Statement: Robert Greenstein on CBO's Preliminary Analysis of the President's 2008 Budget Request


 

Publication Date: March 2007

Publisher: Center on Budget and Policy Priorities (Washington, D.C.)

Author(s): Robert Greenstein

Research Area: Banking and finance

Keywords: Economic projections; Federal budget; Tax code; Fiscal future

Type: Report

Abstract:

The new CBO analysis confirms that the President’s budget is fiscally irresponsible. It finds that deficits over the next ten years will be $1.4 trillion larger under the President’s budget than if no changes in policies are made — essentially because of the President’s tax-cut proposals, which CBO finds will reduce revenues by $1.4 trillion over this period. Moreover, this $1.4 trillion figure is relative to a baseline assumption that the $70 billion Iraq supplemental enacted for 2007 will be automatically repeated every year for the next ten years.
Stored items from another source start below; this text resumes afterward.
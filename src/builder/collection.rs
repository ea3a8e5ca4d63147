use serde::{Deserialize, Serialize};

use crate::builder::choices::{ChoiceItem, ChoiceKind, ChoiceOption, ChoiceOptions, hidden_input};
use crate::builder::error::BuilderError;
use crate::builder::form_builder::FormBuilder;
use crate::elements::describedby::DescriptionSet;
use crate::elements::error_message::compose_error_message;
use crate::elements::hint::compose_hint;
use crate::elements::label::LabelOptions;
use crate::elements::legend::{LegendOptions, compose_legend};
use crate::markup::constants::{DESCRIBEDBY_ATTRIBUTE, FIELDSET_CLASS};
use crate::markup::tag::Tag;

/// Options shared by collections and fieldsets.
#[derive(Debug, Clone, Default, PartialEq, Eq, Serialize, Deserialize)]
pub struct FieldsetOptions {
    #[serde(default)]
    pub legend: LegendOptions,

    #[serde(default, skip_serializing_if = "Option::is_none")]
    pub hint: Option<String>,

    /// Extra ids appended to the fieldset's `aria-describedby`
    #[serde(default, skip_serializing_if = "Vec::is_empty")]
    pub aria_describedby: Vec<String>,
}

impl FieldsetOptions {
    pub fn with_legend(mut self, legend: LegendOptions) -> Self {
        self.legend = legend;
        self
    }

    pub fn with_hint(mut self, hint: &str) -> Self {
        self.hint = Some(hint.to_string());
        self
    }

    pub fn with_describedby(mut self, id: &str) -> Self {
        self.aria_describedby.push(id.to_string());
        self
    }
}

impl FormBuilder {
    /// One check box per option inside a fieldset. `content` is appended after
    /// the check boxes.
    pub fn govuk_collection_check_boxes(
        &self,
        attribute: &str,
        choices: &[ChoiceOption],
        options: &FieldsetOptions,
        content: Option<&str>,
    ) -> Result<String, BuilderError> {
        self.collection(ChoiceKind::CheckBox, attribute, choices, options, content)
    }

    /// One radio button per option inside a fieldset.
    pub fn govuk_collection_radio_buttons(
        &self,
        attribute: &str,
        choices: &[ChoiceOption],
        options: &FieldsetOptions,
        content: Option<&str>,
    ) -> Result<String, BuilderError> {
        self.collection(ChoiceKind::Radio, attribute, choices, options, content)
    }

    /// Wrap already rendered check boxes in a fieldset. Fails without content.
    pub fn govuk_check_boxes_fieldset(
        &self,
        attribute: &str,
        options: &FieldsetOptions,
        content: Option<&str>,
    ) -> Result<String, BuilderError> {
        let content = content.ok_or_else(|| BuilderError::NoContent {
            entry_point: "govuk_check_boxes_fieldset".to_string(),
        })?;
        self.fieldset(ChoiceKind::CheckBox, attribute, options, content, None)
    }

    /// Wrap already rendered radio buttons in a fieldset. Fails without content.
    pub fn govuk_radio_buttons_fieldset(
        &self,
        attribute: &str,
        options: &FieldsetOptions,
        content: Option<&str>,
    ) -> Result<String, BuilderError> {
        let content = content.ok_or_else(|| BuilderError::NoContent {
            entry_point: "govuk_radio_buttons_fieldset".to_string(),
        })?;
        self.fieldset(ChoiceKind::Radio, attribute, options, content, None)
    }

    fn collection(
        &self,
        kind: ChoiceKind,
        attribute: &str,
        choices: &[ChoiceOption],
        options: &FieldsetOptions,
        content: Option<&str>,
    ) -> Result<String, BuilderError> {
        tracing::debug!(
            object = %self.object_name(),
            attribute,
            items = choices.len(),
            ?kind,
            "rendering collection"
        );

        let mut items = String::new();
        for choice in choices {
            let item_options = ChoiceOptions {
                label: LabelOptions {
                    text: choice.text.clone(),
                    ..LabelOptions::default()
                },
                hint: choice.hint.clone(),
                aria_describedby: Vec::new(),
            };

            let item = ChoiceItem {
                kind,
                descriptor: self.descriptor(attribute).with_value(&choice.value),
                options: &item_options,
                checked: self.is_selected(attribute, &choice.value),
                include_hidden: false,
                content: None,
            };
            items.push_str(&item.render()?);
        }

        if kind == ChoiceKind::CheckBox {
            let name = self.descriptor(attribute).multiple_field_name();
            items.push_str(&hidden_input(&name, ""));
        }

        self.fieldset(kind, attribute, options, &items, content)
    }

    fn fieldset(
        &self,
        kind: ChoiceKind,
        attribute: &str,
        options: &FieldsetOptions,
        items: &str,
        trailing: Option<&str>,
    ) -> Result<String, BuilderError> {
        let descriptor = self.descriptor(attribute);

        let legend = compose_legend(&options.legend)?;
        let hint = compose_hint(&descriptor, options.hint.as_deref());
        let error = compose_error_message(&descriptor, self.errors_for(attribute));

        let describedby = DescriptionSet::new()
            .with_hint(hint.as_ref())
            .with_error(error.as_ref())
            .with_extras(&options.aria_describedby)
            .aggregate();

        let choices = Tag::new("div")
            .classes([kind.container_class()])
            .attr("data-module", kind.data_module())
            .html(items)
            .render();

        let mut fieldset = Tag::new("fieldset")
            .classes([FIELDSET_CLASS])
            .attr_opt(DESCRIBEDBY_ATTRIBUTE, describedby);
        for part in [legend, Some(choices), trailing.map(str::to_string)]
            .into_iter()
            .flatten()
        {
            fieldset = fieldset.html(&part);
        }

        // hint and error precede the fieldset inside the form group
        let group = [
            hint.map(|h| h.markup),
            error.map(|e| e.markup),
            Some(fieldset.render()),
        ]
        .into_iter()
        .flatten()
        .collect::<String>();

        Ok(self.form_group(attribute, &group))
    }
}
#![allow(dead_code)]

pub mod utils;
Once the automatic repetition of these funds is removed from the baseline, the President’s proposals are seen to enlarge deficits by more than $1.9 trillion over the next ten years. CBO finds that under the President’s policies, the budget would come close to balance in 2012, with a $9 billion deficit. But CBO points out that this figure is reached only by following the Administration’s budget in assuming that no funding will be needed for Iraq or Afghanistan after 2009 and in proposing no changes to the Alternative Minimum Tax to prevent it from hitting tens of millions of taxpayers after 2007. As many budget observers have noted, neither of these Administration assumptions is realistic. In addition, CBO’s figures include a Joint Tax Committee estimate that the Administration’s proposal to change the tax treatment of health insurance will produce a tax increase of more than $500 billion over the coming decade, something the Administration says it does not intend.